### Instructions for the task:
If a line in the records below contains the word "Rendered", copy it.

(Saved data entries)
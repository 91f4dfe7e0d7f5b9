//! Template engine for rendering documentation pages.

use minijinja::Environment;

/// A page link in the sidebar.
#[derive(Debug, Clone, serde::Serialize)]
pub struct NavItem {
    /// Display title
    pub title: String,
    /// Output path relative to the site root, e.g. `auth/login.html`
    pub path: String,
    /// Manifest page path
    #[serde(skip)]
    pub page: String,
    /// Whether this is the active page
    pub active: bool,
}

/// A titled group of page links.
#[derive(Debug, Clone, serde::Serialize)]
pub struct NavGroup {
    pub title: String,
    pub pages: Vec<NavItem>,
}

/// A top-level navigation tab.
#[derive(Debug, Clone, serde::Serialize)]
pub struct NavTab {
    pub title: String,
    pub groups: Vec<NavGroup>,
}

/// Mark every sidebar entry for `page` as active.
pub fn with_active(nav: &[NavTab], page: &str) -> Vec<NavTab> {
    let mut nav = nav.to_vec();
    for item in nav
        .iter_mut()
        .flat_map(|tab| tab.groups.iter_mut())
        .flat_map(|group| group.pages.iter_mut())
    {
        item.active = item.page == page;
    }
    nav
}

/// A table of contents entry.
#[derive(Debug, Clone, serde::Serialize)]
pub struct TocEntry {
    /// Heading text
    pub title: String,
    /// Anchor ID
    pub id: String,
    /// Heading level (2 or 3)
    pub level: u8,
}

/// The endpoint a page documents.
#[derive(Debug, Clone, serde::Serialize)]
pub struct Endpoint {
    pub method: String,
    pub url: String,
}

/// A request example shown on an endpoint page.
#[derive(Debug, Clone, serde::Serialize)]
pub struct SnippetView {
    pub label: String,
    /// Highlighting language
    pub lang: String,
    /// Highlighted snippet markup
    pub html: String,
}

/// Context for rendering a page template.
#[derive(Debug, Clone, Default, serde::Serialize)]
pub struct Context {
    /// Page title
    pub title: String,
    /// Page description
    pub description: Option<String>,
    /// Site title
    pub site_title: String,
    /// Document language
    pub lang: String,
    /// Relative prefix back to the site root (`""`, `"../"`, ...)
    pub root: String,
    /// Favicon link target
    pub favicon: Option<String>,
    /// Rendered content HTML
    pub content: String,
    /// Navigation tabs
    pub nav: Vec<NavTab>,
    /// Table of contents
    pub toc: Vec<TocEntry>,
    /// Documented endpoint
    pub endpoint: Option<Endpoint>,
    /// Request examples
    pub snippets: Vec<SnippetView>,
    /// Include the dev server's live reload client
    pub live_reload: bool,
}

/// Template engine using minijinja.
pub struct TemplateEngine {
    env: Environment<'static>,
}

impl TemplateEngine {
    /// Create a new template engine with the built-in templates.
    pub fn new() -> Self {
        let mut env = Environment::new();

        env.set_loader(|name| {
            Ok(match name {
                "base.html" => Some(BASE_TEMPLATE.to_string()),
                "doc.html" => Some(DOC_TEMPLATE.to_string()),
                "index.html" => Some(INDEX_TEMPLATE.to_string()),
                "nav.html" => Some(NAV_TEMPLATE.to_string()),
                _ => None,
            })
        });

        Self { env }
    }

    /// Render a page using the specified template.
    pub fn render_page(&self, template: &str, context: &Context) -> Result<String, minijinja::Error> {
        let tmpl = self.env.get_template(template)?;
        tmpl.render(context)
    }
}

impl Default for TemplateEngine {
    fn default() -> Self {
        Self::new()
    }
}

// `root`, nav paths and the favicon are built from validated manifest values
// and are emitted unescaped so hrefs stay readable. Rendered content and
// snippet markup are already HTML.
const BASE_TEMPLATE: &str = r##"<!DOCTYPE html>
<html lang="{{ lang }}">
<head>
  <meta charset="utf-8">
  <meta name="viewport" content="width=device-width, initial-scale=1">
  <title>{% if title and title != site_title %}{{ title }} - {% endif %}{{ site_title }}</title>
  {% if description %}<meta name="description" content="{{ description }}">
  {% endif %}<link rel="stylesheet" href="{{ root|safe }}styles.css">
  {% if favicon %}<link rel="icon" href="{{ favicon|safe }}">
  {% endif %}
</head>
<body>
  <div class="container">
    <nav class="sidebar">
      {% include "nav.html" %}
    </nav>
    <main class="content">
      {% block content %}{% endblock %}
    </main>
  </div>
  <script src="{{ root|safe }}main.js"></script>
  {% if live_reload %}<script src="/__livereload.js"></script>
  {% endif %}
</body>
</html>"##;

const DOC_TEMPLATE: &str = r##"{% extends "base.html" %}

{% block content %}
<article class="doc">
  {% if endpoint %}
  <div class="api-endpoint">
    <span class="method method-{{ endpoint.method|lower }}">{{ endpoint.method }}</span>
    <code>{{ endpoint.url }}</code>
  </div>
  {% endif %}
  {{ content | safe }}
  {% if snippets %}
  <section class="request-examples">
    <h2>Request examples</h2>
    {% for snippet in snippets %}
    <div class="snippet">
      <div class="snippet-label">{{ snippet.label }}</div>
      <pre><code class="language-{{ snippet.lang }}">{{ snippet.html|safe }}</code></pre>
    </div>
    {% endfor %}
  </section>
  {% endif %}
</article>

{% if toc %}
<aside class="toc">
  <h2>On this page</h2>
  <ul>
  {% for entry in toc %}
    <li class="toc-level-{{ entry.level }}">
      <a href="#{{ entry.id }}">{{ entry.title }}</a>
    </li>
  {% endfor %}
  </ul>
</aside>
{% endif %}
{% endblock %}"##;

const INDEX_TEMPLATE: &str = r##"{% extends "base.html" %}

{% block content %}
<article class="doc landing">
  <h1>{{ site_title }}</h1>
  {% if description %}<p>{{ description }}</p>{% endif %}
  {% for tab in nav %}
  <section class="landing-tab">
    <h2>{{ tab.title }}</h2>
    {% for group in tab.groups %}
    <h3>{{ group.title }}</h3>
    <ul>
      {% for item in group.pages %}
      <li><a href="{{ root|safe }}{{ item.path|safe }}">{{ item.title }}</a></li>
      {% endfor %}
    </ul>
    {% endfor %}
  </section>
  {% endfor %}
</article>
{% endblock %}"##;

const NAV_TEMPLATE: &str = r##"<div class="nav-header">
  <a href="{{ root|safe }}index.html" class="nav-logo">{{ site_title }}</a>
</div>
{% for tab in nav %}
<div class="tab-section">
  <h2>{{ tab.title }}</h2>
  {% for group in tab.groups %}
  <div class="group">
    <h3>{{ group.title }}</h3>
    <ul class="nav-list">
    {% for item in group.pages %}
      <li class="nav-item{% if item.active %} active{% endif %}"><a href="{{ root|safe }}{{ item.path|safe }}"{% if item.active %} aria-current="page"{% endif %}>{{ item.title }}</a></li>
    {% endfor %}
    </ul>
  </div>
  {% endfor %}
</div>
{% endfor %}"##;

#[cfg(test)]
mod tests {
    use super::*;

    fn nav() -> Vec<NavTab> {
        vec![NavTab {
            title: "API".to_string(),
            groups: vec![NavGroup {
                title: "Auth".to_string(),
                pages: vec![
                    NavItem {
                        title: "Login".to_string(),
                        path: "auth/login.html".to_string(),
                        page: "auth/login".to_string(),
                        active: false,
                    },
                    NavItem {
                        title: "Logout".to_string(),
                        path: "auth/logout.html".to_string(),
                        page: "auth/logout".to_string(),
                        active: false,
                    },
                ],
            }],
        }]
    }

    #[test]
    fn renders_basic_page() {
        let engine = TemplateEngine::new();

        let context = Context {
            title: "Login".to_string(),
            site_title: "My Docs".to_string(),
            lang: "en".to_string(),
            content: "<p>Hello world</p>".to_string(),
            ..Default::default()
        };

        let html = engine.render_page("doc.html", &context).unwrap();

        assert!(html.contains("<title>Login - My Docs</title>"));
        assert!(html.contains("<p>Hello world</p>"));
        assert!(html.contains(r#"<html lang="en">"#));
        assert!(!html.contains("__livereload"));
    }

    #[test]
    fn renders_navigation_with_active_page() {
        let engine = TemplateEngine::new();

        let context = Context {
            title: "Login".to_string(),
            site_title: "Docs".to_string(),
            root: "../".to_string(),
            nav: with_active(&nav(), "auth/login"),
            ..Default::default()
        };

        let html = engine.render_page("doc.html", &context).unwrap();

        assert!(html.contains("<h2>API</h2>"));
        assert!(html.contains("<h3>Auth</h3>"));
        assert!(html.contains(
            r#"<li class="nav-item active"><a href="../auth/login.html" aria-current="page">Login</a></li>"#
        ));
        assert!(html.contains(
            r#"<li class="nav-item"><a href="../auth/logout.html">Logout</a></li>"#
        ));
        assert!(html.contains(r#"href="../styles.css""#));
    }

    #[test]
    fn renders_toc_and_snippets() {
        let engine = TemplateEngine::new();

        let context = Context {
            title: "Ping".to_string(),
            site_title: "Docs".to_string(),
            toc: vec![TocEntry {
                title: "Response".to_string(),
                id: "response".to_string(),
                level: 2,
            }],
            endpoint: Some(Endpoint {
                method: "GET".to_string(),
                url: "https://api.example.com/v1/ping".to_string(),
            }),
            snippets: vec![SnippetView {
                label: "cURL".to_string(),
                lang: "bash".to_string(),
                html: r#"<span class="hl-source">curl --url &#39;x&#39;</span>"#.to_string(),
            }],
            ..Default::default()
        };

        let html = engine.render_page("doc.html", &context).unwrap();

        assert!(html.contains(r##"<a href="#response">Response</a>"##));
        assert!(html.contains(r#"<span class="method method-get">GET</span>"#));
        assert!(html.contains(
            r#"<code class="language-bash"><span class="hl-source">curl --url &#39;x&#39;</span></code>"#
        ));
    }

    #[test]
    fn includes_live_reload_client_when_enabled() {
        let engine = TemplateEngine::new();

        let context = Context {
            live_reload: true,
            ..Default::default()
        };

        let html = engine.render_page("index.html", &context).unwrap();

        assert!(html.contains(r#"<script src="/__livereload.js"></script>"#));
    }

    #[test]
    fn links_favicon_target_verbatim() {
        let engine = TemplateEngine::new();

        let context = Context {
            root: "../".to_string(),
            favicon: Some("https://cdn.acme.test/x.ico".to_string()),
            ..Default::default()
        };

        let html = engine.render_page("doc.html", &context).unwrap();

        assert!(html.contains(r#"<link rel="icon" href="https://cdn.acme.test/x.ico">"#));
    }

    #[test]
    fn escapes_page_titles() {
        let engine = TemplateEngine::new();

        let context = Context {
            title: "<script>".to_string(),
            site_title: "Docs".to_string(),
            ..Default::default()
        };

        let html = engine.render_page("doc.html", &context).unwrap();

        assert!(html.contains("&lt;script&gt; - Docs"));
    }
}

### Task answer:
    /// Rendered content HTML
// and are emitted unescaped so hrefs stay readable. Rendered content and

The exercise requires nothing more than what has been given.